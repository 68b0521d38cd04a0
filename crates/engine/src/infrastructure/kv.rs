//! Key-value snapshot storage adapters.

use std::collections::HashMap;

use async_trait::async_trait;
use sqlx::{Row, SqlitePool};
use tokio::sync::RwLock;

use crate::infrastructure::ports::{KvError, KvPort};

/// SQLite-backed key-value store for session snapshots and the generation
/// cache.
pub struct SqliteKv {
    pool: SqlitePool,
}

impl SqliteKv {
    pub async fn new(db_path: &str) -> Result<Self, KvError> {
        let pool = SqlitePool::connect(&format!("sqlite:{}?mode=rwc", db_path))
            .await
            .map_err(|e| KvError::Storage(e.to_string()))?;
        Self::with_pool(pool).await
    }

    pub async fn with_pool(pool: SqlitePool) -> Result<Self, KvError> {
        sqlx::query(
            r#"
            CREATE TABLE IF NOT EXISTS kv_store (
                key TEXT PRIMARY KEY,
                value TEXT NOT NULL
            )
            "#,
        )
        .execute(&pool)
        .await
        .map_err(|e| KvError::Storage(e.to_string()))?;
        Ok(Self { pool })
    }
}

#[async_trait]
impl KvPort for SqliteKv {
    async fn get(&self, key: &str) -> Result<Option<String>, KvError> {
        let row = sqlx::query("SELECT value FROM kv_store WHERE key = ?")
            .bind(key)
            .fetch_optional(&self.pool)
            .await
            .map_err(|e| KvError::Storage(e.to_string()))?;
        Ok(row.map(|r| r.get("value")))
    }

    async fn set(&self, key: &str, value: &str) -> Result<(), KvError> {
        sqlx::query(
            "INSERT INTO kv_store (key, value) VALUES (?, ?) \
             ON CONFLICT(key) DO UPDATE SET value = excluded.value",
        )
        .bind(key)
        .bind(value)
        .execute(&self.pool)
        .await
        .map_err(|e| KvError::Storage(e.to_string()))?;
        Ok(())
    }

    async fn remove(&self, key: &str) -> Result<(), KvError> {
        sqlx::query("DELETE FROM kv_store WHERE key = ?")
            .bind(key)
            .execute(&self.pool)
            .await
            .map_err(|e| KvError::Storage(e.to_string()))?;
        Ok(())
    }
}

/// In-memory key-value store. The default in tests and a reasonable choice
/// for ephemeral sessions.
#[derive(Default)]
pub struct MemoryKv {
    entries: RwLock<HashMap<String, String>>,
}

impl MemoryKv {
    pub fn new() -> Self {
        Self::default()
    }
}

#[async_trait]
impl KvPort for MemoryKv {
    async fn get(&self, key: &str) -> Result<Option<String>, KvError> {
        Ok(self.entries.read().await.get(key).cloned())
    }

    async fn set(&self, key: &str, value: &str) -> Result<(), KvError> {
        self.entries
            .write()
            .await
            .insert(key.to_string(), value.to_string());
        Ok(())
    }

    async fn remove(&self, key: &str) -> Result<(), KvError> {
        self.entries.write().await.remove(key);
        Ok(())
    }
}
//! Exponential backoff with jitter for transient chat-backend failures.

use std::time::Duration;

use rand::Rng;

/// Configuration for retry behavior on 429/5xx/transport errors.
#[derive(Debug, Clone)]
pub struct RetryPolicy {
    /// Total attempts, including the first one.
    pub max_attempts: u32,
    /// Delay in milliseconds before the second attempt; doubles per attempt.
    pub base_delay_ms: u64,
    /// Additive jitter fraction (0.0-1.0) applied on top of the delay.
    pub jitter_factor: f64,
}

impl Default for RetryPolicy {
    fn default() -> Self {
        Self {
            max_attempts: 3,
            base_delay_ms: 500,
            jitter_factor: 0.25,
        }
    }
}

impl RetryPolicy {
    /// Delay to sleep after the given failed attempt (1-based).
    pub fn delay_after(&self, attempt: u32) -> Duration {
        let exponential = self
            .base_delay_ms
            .saturating_mul(2u64.saturating_pow(attempt.saturating_sub(1)));
        let jitter_range = (exponential as f64 * self.jitter_factor) as u64;
        let jitter = if jitter_range > 0 {
            rand::thread_rng().gen_range(0..=jitter_range)
        } else {
            0
        };
        Duration::from_millis(exponential.saturating_add(jitter))
    }
}

#[cfg(test)]
mod tests {
    use super::*;

    #[test]
    fn delay_doubles_per_attempt() {
        let policy = RetryPolicy {
            max_attempts: 3,
            base_delay_ms: 500,
            jitter_factor: 0.0,
        };
        assert_eq!(policy.delay_after(1), Duration::from_millis(500));
        assert_eq!(policy.delay_after(2), Duration::from_millis(1000));
        assert_eq!(policy.delay_after(3), Duration::from_millis(2000));
    }

    #[test]
    fn jitter_stays_within_bound() {
        let policy = RetryPolicy {
            max_attempts: 3,
            base_delay_ms: 1000,
            jitter_factor: 0.25,
        };
        for _ in 0..100 {
            let delay = policy.delay_after(1).as_millis() as u64;
            assert!((1000..=1250).contains(&delay));
        }
    }
}
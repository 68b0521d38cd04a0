//! Prompt construction for single-question generation.

use quizsmith_domain::PersonalityFlags;

use super::ResolvedParams;

pub(crate) fn system_prompt(flags: &PersonalityFlags, tone: quizsmith_domain::Tone) -> String {
    let mut constraints = vec![
        "You are a trivia writer blended with a late-night monologue writer.",
        "You output strictly JSON and never include prose outside the JSON.",
        "No slurs, no targeted harassment, no punching down.",
        "Stay playful, PG-13. Keep it kind and witty.",
        "Avoid copyrighted one-line quotes as answers; paraphrase instead.",
        "No explicit sexual content. No medical or legal advice.",
    ];
    if flags.no_politics {
        constraints.push("Avoid modern political punditry or partisan content.");
    }
    if !flags.allow_light_innuendo {
        constraints.push("Avoid sexual innuendo.");
    }
    format!(
        "{} Tone: {}. Output must be valid JSON only.",
        constraints.join(" "),
        tone
    )
}

pub(crate) fn user_prompt(p: &ResolvedParams, schema_example: &str, stricter: bool) -> String {
    let fairness = format!(
        "ROLE: {}. DIFF_TOKEN: {}. Produce questions of equivalent difficulty/style \
         for roles A/B using the same diffToken; do NOT reuse the same fact.",
        p.role, p.diff_token
    );
    let seed = format!(
        "SEED: {}. Use this to choose facts and phrasing deterministically. \
         Include \"seedEcho\" with the same value in the JSON.",
        p.seed
    );
    let mut rules = vec![
        format!("Category: {}. Difficulty: {}.", p.category, p.difficulty),
        "Exactly 4 options. Exactly one correctIndex in 0..3.".to_string(),
        "Quips are one-liners. They must reference the chosen option text implicitly, not the player."
            .to_string(),
        "Return only JSON. No backticks, no commentary.".to_string(),
    ];
    if stricter {
        rules.push(
            "Absolutely no text outside JSON. If unsure, output the JSON schema shape verbatim."
                .to_string(),
        );
    }
    format!(
        "{fairness}\n{seed}\n{}\nSchema example:\n{schema_example}",
        rules.join("\n")
    )
}

pub(crate) fn schema_example() -> String {
    let example = serde_json::json!({
        "category": "science",
        "difficulty": "easy",
        "seedEcho": "abc123",
        "question": "What gas do plants absorb during photosynthesis?",
        "options": ["Oxygen", "Hydrogen", "Carbon Dioxide", "Nitrogen"],
        "correctIndex": 2,
        "explanation": "Plants absorb carbon dioxide and release oxygen during photosynthesis.",
        "quips": {
            "correct": "Photosynthetic perfection.",
            "incorrect": "That pick didn't leaf you looking smart.",
        },
    });
    serde_json::to_string_pretty(&example).unwrap_or_else(|_| example.to_string())
}
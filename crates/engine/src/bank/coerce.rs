//! Defensive sanitization of generated batch output.
//!
//! Models hand back loosely-shaped JSON; this module turns each item into a
//! well-formed [`BankQuestion`] with documented defaults:
//! - missing/blank question text becomes a placeholder
//! - the choice list is truncated/padded to exactly four entries
//! - `correctIndex` is coerced from number or numeric string and clamped to 0..=3
//! - missing wrong-quip slots get generic fillers, a missing correct quip
//!   gets a stock cheer
//!
//! Schema validation proper lives in the domain; this step never rejects,
//! it only repairs.

use std::collections::BTreeMap;

use serde::Deserialize;

use quizsmith_domain::{BankQuestion, GameCategory};

use crate::generate::strip_code_fences;

pub const DEFAULT_QUESTION_TEXT: &str = "Unknown question";
pub const DEFAULT_CORRECT_QUIP: &str = "Boom! Nailed it.";
pub const CHOICE_PLACEHOLDERS: [&str; 4] = ["A", "B", "C", "D"];
pub const WRONG_QUIP_FILLERS: [&str; 4] = [
    "Nope, not quite.",
    "Nice try, still wrong.",
    "Swing and a miss.",
    "That answer tripped over itself.",
];

#[derive(Debug, Default, Deserialize)]
pub struct RawBatch {
    #[serde(default)]
    pub questions: Vec<RawBatchQuestion>,
}

#[derive(Debug, Default, Deserialize)]
pub struct RawBatchQuestion {
    #[serde(default)]
    pub question: Option<String>,
    #[serde(default)]
    pub choices: Option<Vec<String>>,
    #[serde(rename = "correctIndex", default)]
    pub correct_index: Option<serde_json::Value>,
    #[serde(rename = "wrongQuips", default)]
    pub wrong_quips: Option<BTreeMap<String, String>>,
    #[serde(rename = "correctQuip", default)]
    pub correct_quip: Option<String>,
}

/// Parse a model reply into a raw batch, stripping code fences and falling
/// back to the outermost `{...}` substring when the reply has prose around
/// the JSON.
pub fn parse_batch(text: &str) -> Result<RawBatch, serde_json::Error> {
    let stripped = strip_code_fences(text);
    match serde_json::from_str(stripped) {
        Ok(batch) => Ok(batch),
        Err(e) => {
            if let (Some(start), Some(end)) = (stripped.find('{'), stripped.rfind('}')) {
                if end > start {
                    return serde_json::from_str(&stripped[start..=end]);
                }
            }
            Err(e)
        }
    }
}

/// Repair one raw item into a ready-to-serve bank question.
pub fn sanitize(raw: RawBatchQuestion, category: GameCategory, id: String) -> BankQuestion {
    let question = raw
        .question
        .filter(|q| !q.trim().is_empty())
        .unwrap_or_else(|| DEFAULT_QUESTION_TEXT.to_string());

    let mut choices = raw.choices.unwrap_or_default();
    choices.truncate(CHOICE_PLACEHOLDERS.len());
    while choices.len() < CHOICE_PLACEHOLDERS.len() {
        choices.push(CHOICE_PLACEHOLDERS[choices.len()].to_string());
    }

    let answer_index = raw
        .correct_index
        .as_ref()
        .and_then(coerce_index)
        .unwrap_or(0)
        .clamp(0, (CHOICE_PLACEHOLDERS.len() - 1) as i64) as usize;

    let provided = raw.wrong_quips.unwrap_or_default();
    let wrong_answer_quips: BTreeMap<usize, String> = (0..CHOICE_PLACEHOLDERS.len())
        .filter(|i| *i != answer_index)
        .map(|i| {
            let quip = provided
                .get(&i.to_string())
                .filter(|q| !q.trim().is_empty())
                .cloned()
                .unwrap_or_else(|| WRONG_QUIP_FILLERS[i].to_string());
            (i, quip)
        })
        .collect();

    BankQuestion {
        id,
        category,
        question,
        choices,
        answer_index,
        correct_quip: raw
            .correct_quip
            .filter(|q| !q.trim().is_empty())
            .unwrap_or_else(|| DEFAULT_CORRECT_QUIP.to_string()),
        wrong_answer_quips,
        used: false,
    }
}

fn coerce_index(value: &serde_json::Value) -> Option<i64> {
    value
        .as_i64()
        .or_else(|| value.as_str().and_then(|s| s.trim().parse().ok()))
}
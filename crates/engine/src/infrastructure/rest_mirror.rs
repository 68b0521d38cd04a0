//! Best-effort REST mirror of the question library.
//!
//! Talks to a PostgREST-style endpoint with upsert-on-conflict-ignore
//! semantics keyed by `stemHash`. Every failure path degrades to "nothing
//! confirmed" - local persistence has already succeeded by the time a push
//! runs, so the mirror is never allowed to fail a caller.

use std::time::Duration;

use async_trait::async_trait;
use reqwest::Client;

use quizsmith_domain::QuestionDoc;

use crate::config::MirrorConfig;
use crate::infrastructure::ports::{MirrorBatchQuery, MirrorPort, PutOutcome};

pub struct RestMirror {
    client: Client,
    base_url: String,
    api_key: String,
}

impl RestMirror {
    /// Build a mirror when both url and key are configured; `None` otherwise.
    pub fn from_config(config: Option<&MirrorConfig>) -> Option<Self> {
        let config = config?;
        if config.base_url.trim().is_empty() || config.api_key.trim().is_empty() {
            return None;
        }
        let client = Client::builder()
            .timeout(Duration::from_secs(30))
            .build()
            .unwrap_or_else(|_| Client::new());
        Some(Self {
            client,
            base_url: config.base_url.trim_end_matches('/').to_string(),
            api_key: config.api_key.clone(),
        })
    }

    fn questions_url(&self) -> String {
        format!("{}/rest/v1/questions", self.base_url)
    }
}

#[async_trait]
impl MirrorPort for RestMirror {
    async fn upsert_many(&self, docs: &[QuestionDoc]) -> PutOutcome {
        if docs.is_empty() {
            return PutOutcome::default();
        }
        let total = docs.len() as u32;
        let response = self
            .client
            .post(format!("{}?on_conflict=stemHash", self.questions_url()))
            .bearer_auth(&self.api_key)
            .header("apikey", &self.api_key)
            .header(
                "Prefer",
                "resolution=ignore-duplicates,return=representation",
            )
            .json(docs)
            .send()
            .await;

        let response = match response {
            Ok(r) => r,
            Err(e) => {
                tracing::warn!(error = %e, "mirror upsert failed");
                return PutOutcome {
                    inserted: 0,
                    duplicates: total,
                };
            }
        };
        if !response.status().is_success() {
            tracing::warn!(status = %response.status(), "mirror upsert rejected");
            return PutOutcome {
                inserted: 0,
                duplicates: total,
            };
        }

        let inserted = match response.json::<Vec<serde_json::Value>>().await {
            Ok(rows) => rows.len() as u32,
            Err(e) => {
                tracing::warn!(error = %e, "mirror upsert returned unreadable body");
                0
            }
        };
        PutOutcome {
            inserted,
            duplicates: total.saturating_sub(inserted),
        }
    }

    async fn fetch_batch(&self, query: &MirrorBatchQuery) -> Vec<QuestionDoc> {
        let limit = query.limit.unwrap_or(50);
        let mut url = format!(
            "{}?category=eq.{}&difficulty=eq.{}&limit={}",
            self.questions_url(),
            query.category.as_str(),
            query.difficulty.as_str(),
            limit
        );
        if !query.exclude_hashes.is_empty() {
            url.push_str(&format!(
                "&stemHash=not.in.({})",
                query.exclude_hashes.join(",")
            ));
        }

        let response = self
            .client
            .get(&url)
            .bearer_auth(&self.api_key)
            .header("apikey", &self.api_key)
            .send()
            .await;

        let response = match response {
            Ok(r) if r.status().is_success() => r,
            Ok(r) => {
                tracing::warn!(status = %r.status(), "mirror fetch rejected");
                return Vec::new();
            }
            Err(e) => {
                tracing::warn!(error = %e, "mirror fetch failed");
                return Vec::new();
            }
        };

        let docs: Vec<QuestionDoc> = match response.json().await {
            Ok(docs) => docs,
            Err(e) => {
                tracing::warn!(error = %e, "mirror fetch returned unreadable body");
                return Vec::new();
            }
        };
        // Belt and braces: filter excluded hashes even if the server ignored
        // the parameter.
        if query.exclude_hashes.is_empty() {
            docs
        } else {
            docs.into_iter()
                .filter(|d| !query.exclude_hashes.contains(&d.stem_hash))
                .collect()
        }
    }
}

[What to produce] Using the listing above, copy exactly the line that contains "key TEXT PRIMARY", the line that contains "value FROM kv_store", and each line that falls between them.

[Task output]
                key TEXT PRIMARY KEY,
                value TEXT NOT NULL
            )
            "#,
        )
        .execute(&pool)
        .await
        .map_err(|e| KvError::Storage(e.to_string()))?;
        Ok(Self { pool })
    }
}

#[async_trait]
impl KvPort for SqliteKv {
    async fn get(&self, key: &str) -> Result<Option<String>, KvError> {
        let row = sqlx::query("SELECT value FROM kv_store WHERE key = ?")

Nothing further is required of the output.